» **STUDY MATERIAL**
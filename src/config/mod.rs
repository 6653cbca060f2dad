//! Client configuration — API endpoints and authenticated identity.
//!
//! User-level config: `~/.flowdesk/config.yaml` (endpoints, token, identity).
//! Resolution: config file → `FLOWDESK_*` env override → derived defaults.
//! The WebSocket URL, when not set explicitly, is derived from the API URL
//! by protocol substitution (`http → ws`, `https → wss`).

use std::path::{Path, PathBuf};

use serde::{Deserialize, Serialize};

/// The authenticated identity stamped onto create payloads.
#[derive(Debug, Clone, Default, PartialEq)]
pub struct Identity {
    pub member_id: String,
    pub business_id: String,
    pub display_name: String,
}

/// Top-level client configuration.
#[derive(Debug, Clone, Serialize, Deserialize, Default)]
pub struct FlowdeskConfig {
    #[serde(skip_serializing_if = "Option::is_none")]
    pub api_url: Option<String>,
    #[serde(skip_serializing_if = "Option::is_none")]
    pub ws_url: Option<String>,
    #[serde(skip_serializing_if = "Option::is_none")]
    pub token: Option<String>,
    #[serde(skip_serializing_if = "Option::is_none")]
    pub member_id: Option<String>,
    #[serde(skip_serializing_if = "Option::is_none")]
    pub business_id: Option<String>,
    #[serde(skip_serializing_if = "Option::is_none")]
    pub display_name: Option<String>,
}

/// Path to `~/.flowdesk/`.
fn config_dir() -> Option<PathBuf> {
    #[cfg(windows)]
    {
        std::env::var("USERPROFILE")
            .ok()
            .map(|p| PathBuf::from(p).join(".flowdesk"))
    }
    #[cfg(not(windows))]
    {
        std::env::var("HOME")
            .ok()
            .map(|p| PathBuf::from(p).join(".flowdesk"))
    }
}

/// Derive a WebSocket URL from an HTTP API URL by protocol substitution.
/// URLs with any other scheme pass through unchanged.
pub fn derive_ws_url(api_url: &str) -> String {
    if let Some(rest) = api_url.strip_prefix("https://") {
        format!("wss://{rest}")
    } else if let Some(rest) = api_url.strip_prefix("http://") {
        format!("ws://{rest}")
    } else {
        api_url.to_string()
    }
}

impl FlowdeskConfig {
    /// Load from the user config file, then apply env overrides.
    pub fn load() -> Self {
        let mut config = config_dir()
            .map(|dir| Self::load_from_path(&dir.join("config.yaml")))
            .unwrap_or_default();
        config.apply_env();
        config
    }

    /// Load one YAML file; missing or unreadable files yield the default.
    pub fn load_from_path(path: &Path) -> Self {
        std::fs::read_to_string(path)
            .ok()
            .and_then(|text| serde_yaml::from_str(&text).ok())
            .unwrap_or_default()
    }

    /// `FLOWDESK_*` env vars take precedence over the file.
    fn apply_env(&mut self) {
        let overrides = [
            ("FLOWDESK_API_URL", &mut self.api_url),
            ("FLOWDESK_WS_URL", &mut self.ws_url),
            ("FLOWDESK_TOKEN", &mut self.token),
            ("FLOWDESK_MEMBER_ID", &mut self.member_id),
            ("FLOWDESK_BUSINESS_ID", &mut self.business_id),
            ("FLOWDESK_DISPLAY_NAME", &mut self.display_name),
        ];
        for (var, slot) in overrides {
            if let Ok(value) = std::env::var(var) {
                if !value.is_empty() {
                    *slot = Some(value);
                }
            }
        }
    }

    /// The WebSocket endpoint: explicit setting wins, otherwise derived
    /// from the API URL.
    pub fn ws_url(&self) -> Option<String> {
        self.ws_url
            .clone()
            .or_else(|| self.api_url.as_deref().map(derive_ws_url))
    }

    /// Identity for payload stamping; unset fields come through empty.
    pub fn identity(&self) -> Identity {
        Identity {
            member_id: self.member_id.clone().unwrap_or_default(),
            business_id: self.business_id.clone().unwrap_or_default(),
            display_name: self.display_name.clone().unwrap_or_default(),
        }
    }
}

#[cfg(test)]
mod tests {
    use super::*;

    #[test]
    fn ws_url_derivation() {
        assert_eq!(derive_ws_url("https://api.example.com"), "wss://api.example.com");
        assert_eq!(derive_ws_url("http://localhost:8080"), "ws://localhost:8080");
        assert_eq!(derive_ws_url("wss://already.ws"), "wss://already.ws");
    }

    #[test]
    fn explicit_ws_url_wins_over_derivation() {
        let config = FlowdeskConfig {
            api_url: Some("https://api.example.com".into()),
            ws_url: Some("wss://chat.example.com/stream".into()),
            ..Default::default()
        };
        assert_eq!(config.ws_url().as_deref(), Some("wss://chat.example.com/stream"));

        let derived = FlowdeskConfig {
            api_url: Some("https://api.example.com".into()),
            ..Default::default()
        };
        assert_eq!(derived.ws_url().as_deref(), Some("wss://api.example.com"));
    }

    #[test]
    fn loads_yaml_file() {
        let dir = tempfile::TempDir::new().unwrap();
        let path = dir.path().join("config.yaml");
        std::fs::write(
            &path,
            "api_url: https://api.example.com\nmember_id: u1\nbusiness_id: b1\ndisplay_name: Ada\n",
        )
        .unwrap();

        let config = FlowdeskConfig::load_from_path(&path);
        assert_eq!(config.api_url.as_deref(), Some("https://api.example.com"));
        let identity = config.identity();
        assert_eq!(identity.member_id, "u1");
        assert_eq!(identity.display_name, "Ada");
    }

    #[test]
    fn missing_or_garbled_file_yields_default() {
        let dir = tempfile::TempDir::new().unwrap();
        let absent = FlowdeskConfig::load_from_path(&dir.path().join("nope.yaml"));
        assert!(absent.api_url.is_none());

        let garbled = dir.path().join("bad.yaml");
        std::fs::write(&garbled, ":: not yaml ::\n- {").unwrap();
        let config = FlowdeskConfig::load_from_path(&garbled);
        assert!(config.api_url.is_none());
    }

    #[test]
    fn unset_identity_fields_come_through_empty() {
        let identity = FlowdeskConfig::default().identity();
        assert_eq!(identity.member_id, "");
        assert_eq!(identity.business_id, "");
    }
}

» **EXERCISE DETAILS**
Whenever the word "endpoints" appears in a line of the listing, report that line.

» **TASK RESULT**
//! Client configuration — API endpoints and authenticated identity.
//! User-level config: `~/.flowdesk/config.yaml` (endpoints, token, identity).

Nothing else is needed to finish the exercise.